SWAP: Sparse Entropic Wasserstein Regression for Robust Network Pruning
Lei You, Hei Victor Cheng
TL;DR
SWAP reframes network pruning under noisy gradients as Sparse Entropic Wasserstein regression (EWR), leveraging entropically regularized optimal transport to interpolate among gradient neighborhoods. By minimizing the Wasserstein distance between projected gradients before and after pruning, plus a sparsity constraint and a small quadratic penalty, SWAP achieves robustness to noise while preserving useful covariance information. Theoretical results (via convex hull and neighborhood interpolation) and entropic regularization improve sample efficiency and stabilize pruning decisions; empirically, SWAP matches or surpasses SoTA pruning methods, with pronounced gains at high sparsity and in the presence of gradient noise, as demonstrated on MLPNet, ResNet, and MobileNetV1 across multiple datasets. The approach offers a scalable, robust alternative for large-scale model compression, with practical impact for deploying efficient, resilient neural networks in resource-constrained environments.
Abstract
This study addresses the challenge of inaccurate gradients in computing the empirical Fisher Information Matrix during neural network pruning. We introduce SWAP, a formulation of Entropic Wasserstein regression (EWR) for pruning, capitalizing on the geometric properties of the optimal transport problem.
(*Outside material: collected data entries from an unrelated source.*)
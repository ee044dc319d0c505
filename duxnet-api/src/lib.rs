//! Ambient REST surface for a DuxNet node process.
//!
//! Exposes health/status plus a minimal escrow/task/governance surface
//! over the in-process components the orchestrator (`duxnet-node`)
//! wires up. This is scaffolding, not a specified wire protocol: error
//! bodies and route shapes are deliberately plain and may change
//! without a version bump.

use std::net::SocketAddr;
use std::sync::Arc;

use anyhow::Result;
use axum::extract::{Path, State};
use axum::http::StatusCode;
use axum::response::{IntoResponse, Response};
use axum::routing::{get, post};
use axum::{Json, Router};
use duxnet_core::{DisputeId, DuxError, EscrowId, NodeId, ProposalId, TaskId, WalletId};
use duxnet_escrow::{DisputeResolver, EscrowEngine};
use duxnet_governance::GovernanceEngine;
use duxnet_registry::NodeRegistry;
use duxnet_tasks::{ExecutionSandbox, Task, TaskScheduler};
use serde::{Deserialize, Serialize};
use tower_http::trace::TraceLayer;
use tracing::info;

/// The component handles a REST handler is allowed to reach. Built by
/// `duxnet-node` and handed to [`start_servers`]; none of these types
/// are owned by this crate.
#[derive(Clone)]
pub struct ApiState {
    pub registry: Arc<NodeRegistry>,
    pub escrow: Arc<EscrowEngine>,
    pub disputes: Arc<DisputeResolver>,
    pub governance: Arc<GovernanceEngine>,
    pub scheduler: Arc<TaskScheduler>,
    pub sandbox: Arc<ExecutionSandbox>,
}

#[derive(Serialize)]
struct HealthResponse {
    status: &'static str,
}

#[derive(Serialize)]
struct StatusResponse {
    pending_tasks: usize,
    assigned_tasks: u64,
    failed_assignments: u64,
    registered_nodes: usize,
}

struct ApiError(DuxError);

impl From<DuxError> for ApiError {
    fn from(e: DuxError) -> Self {
        ApiError(e)
    }
}

impl IntoResponse for ApiError {
    fn into_response(self) -> Response {
        let status = match &self.0 {
            DuxError::Validation(_) => StatusCode::BAD_REQUEST,
            DuxError::State(_) => StatusCode::CONFLICT,
            DuxError::Auth(_) => StatusCode::UNAUTHORIZED,
            DuxError::Resource(_) => StatusCode::SERVICE_UNAVAILABLE,
            DuxError::External(_) => StatusCode::BAD_GATEWAY,
            DuxError::Internal(_) => StatusCode::INTERNAL_SERVER_ERROR,
        };
        (status, Json(serde_json::json!({ "error": self.0.to_string() }))).into_response()
    }
}

pub async fn start_servers(listen_addr: &str, state: ApiState) -> Result<()> {
    let addr: SocketAddr = listen_addr.parse()?;
    let app = router(state);
    let listener = tokio::net::TcpListener::bind(addr).await?;
    info!("REST API listening on {addr}");
    axum::serve(listener, app).await?;
    Ok(())
}

pub fn router(state: ApiState) -> Router {
    Router::new()
        .route("/health", get(health))
        .route("/status", get(status))
        .route("/nodes", get(list_nodes))
        .route("/nodes/:node_id", get(get_node))
        .route("/tasks", post(submit_task))
        .route("/tasks/:task_id", post(cancel_task))
        .route("/escrows/:escrow_id", get(get_escrow))
        .route("/escrows/:escrow_id/release", post(release_escrow))
        .route("/escrows/:escrow_id/refund", post(refund_escrow))
        .route("/disputes", post(create_dispute))
        .route("/disputes/:dispute_id", get(get_dispute))
        .route("/disputes/:dispute_id/evidence", post(add_dispute_evidence))
        .route("/disputes/:dispute_id/reject", post(reject_dispute))
        .route("/governance/proposals/:proposal_id", get(get_proposal))
        .with_state(state)
        .layer(TraceLayer::new_for_http())
}

async fn health() -> Json<HealthResponse> {
    Json(HealthResponse { status: "ok" })
}

async fn status(State(state): State<ApiState>) -> Json<StatusResponse> {
    let metrics = state.scheduler.metrics();
    Json(StatusResponse {
        pending_tasks: state.scheduler.pending_count(),
        assigned_tasks: metrics.assigned_tasks,
        failed_assignments: metrics.failed_assignments,
        registered_nodes: state.registry.list_all().len(),
    })
}

async fn list_nodes(State(state): State<ApiState>) -> Json<serde_json::Value> {
    Json(serde_json::json!({ "nodes": state.registry.list_all() }))
}

async fn get_node(State(state): State<ApiState>, Path(node_id): Path<NodeId>) -> Result<Json<serde_json::Value>, ApiError> {
    let node = state.registry.get(node_id).ok_or_else(|| DuxError::validation("unknown node_id"))?;
    Ok(Json(serde_json::json!({ "node": node })))
}

#[derive(Deserialize)]
struct TaskSubmission {
    #[serde(flatten)]
    task: Task,
}

#[derive(Serialize)]
struct TaskSubmissionResponse {
    task_id: TaskId,
}

async fn submit_task(
    State(state): State<ApiState>,
    Json(req): Json<TaskSubmission>,
) -> Result<Json<TaskSubmissionResponse>, ApiError> {
    let task_id = state.scheduler.submit(req.task)?;
    Ok(Json(TaskSubmissionResponse { task_id }))
}

async fn cancel_task(State(state): State<ApiState>, Path(task_id): Path<TaskId>) -> Result<Json<serde_json::Value>, ApiError> {
    let status = state.scheduler.cancel(task_id)?;
    // Removing a still-pending task from its queue needs nothing more;
    // an assigned/running one also needs its sandbox process killed.
    state.sandbox.cancel(task_id).await;
    Ok(Json(serde_json::json!({ "status": status })))
}

async fn get_escrow(State(state): State<ApiState>, Path(escrow_id): Path<EscrowId>) -> Result<Json<serde_json::Value>, ApiError> {
    let escrow = state.escrow.get(escrow_id)?;
    Ok(Json(serde_json::json!({ "escrow": escrow })))
}

#[derive(Deserialize)]
struct ReleaseRequest {
    result_hash: String,
    provider_signature: String,
    timestamp: i64,
}

async fn release_escrow(
    State(state): State<ApiState>,
    Path(escrow_id): Path<EscrowId>,
    Json(req): Json<ReleaseRequest>,
) -> Result<Json<serde_json::Value>, ApiError> {
    let now_ts = chrono::Utc::now().timestamp();
    let escrow = state
        .escrow
        .release(escrow_id, req.result_hash, req.provider_signature, req.timestamp, now_ts)
        .await?;
    Ok(Json(serde_json::json!({ "escrow": escrow })))
}

#[derive(Deserialize)]
struct RefundRequest {
    reason: String,
}

async fn refund_escrow(
    State(state): State<ApiState>,
    Path(escrow_id): Path<EscrowId>,
    Json(req): Json<RefundRequest>,
) -> Result<Json<serde_json::Value>, ApiError> {
    let escrow = state.escrow.refund(escrow_id, req.reason).await?;
    Ok(Json(serde_json::json!({ "escrow": escrow })))
}

#[derive(Deserialize)]
struct CreateDisputeRequest {
    escrow_id: EscrowId,
    initiator_wallet_id: WalletId,
    reason: String,
    evidence: Option<String>,
}

async fn create_dispute(
    State(state): State<ApiState>,
    Json(req): Json<CreateDisputeRequest>,
) -> Result<Json<serde_json::Value>, ApiError> {
    let dispute = state
        .disputes
        .create_dispute(req.escrow_id, req.initiator_wallet_id, req.reason, req.evidence)?;
    Ok(Json(serde_json::json!({ "dispute": dispute })))
}

async fn get_dispute(
    State(state): State<ApiState>,
    Path(dispute_id): Path<DisputeId>,
) -> Result<Json<serde_json::Value>, ApiError> {
    let dispute = state.disputes.get(dispute_id)?;
    Ok(Json(serde_json::json!({ "dispute": dispute })))
}

#[derive(Deserialize)]
struct EvidenceRequest {
    wallet_id: WalletId,
    evidence: String,
}

async fn add_dispute_evidence(
    State(state): State<ApiState>,
    Path(dispute_id): Path<DisputeId>,
    Json(req): Json<EvidenceRequest>,
) -> Result<Json<serde_json::Value>, ApiError> {
    state.disputes.add_evidence(dispute_id, req.wallet_id, req.evidence)?;
    Ok(Json(serde_json::json!({ "status": "recorded" })))
}

async fn reject_dispute(
    State(state): State<ApiState>,
    Path(dispute_id): Path<DisputeId>,
) -> Result<Json<serde_json::Value>, ApiError> {
    let dispute = state.disputes.reject_dispute(dispute_id)?;
    Ok(Json(serde_json::json!({ "dispute": dispute })))
}

async fn get_proposal(
    State(state): State<ApiState>,
    Path(proposal_id): Path<ProposalId>,
) -> Result<Json<serde_json::Value>, ApiError> {
    let proposal = state.governance.get(proposal_id)?;
    let votes = state.governance.votes_for(proposal_id);
    Ok(Json(serde_json::json!({ "proposal": proposal, "votes": votes })))
}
The ``swap'' of the commonly used linear regression with the EWR in optimization is analytically demonstrated to offer noise mitigation effects by incorporating neighborhood interpolation across data points with only marginal additional computational cost. The unique strength of SWAP is its intrinsic ability to balance noise reduction and covariance information preservation effectively. Extensive experiments performed on various networks and datasets show comparable performance of SWAP with state-of-the-art (SoTA) network pruning algorithms. Our proposed method outperforms the SoTA when the network size or the target sparsity is large, the gain is even larger with the existence of noisy gradients, possibly from noisy data, analog memory, or adversarial attacks. Notably, our proposed method achieves a gain of 6% improvement in accuracy and 8% improvement in testing loss for MobileNetV1 with less than one-fourth of the network parameters remaining.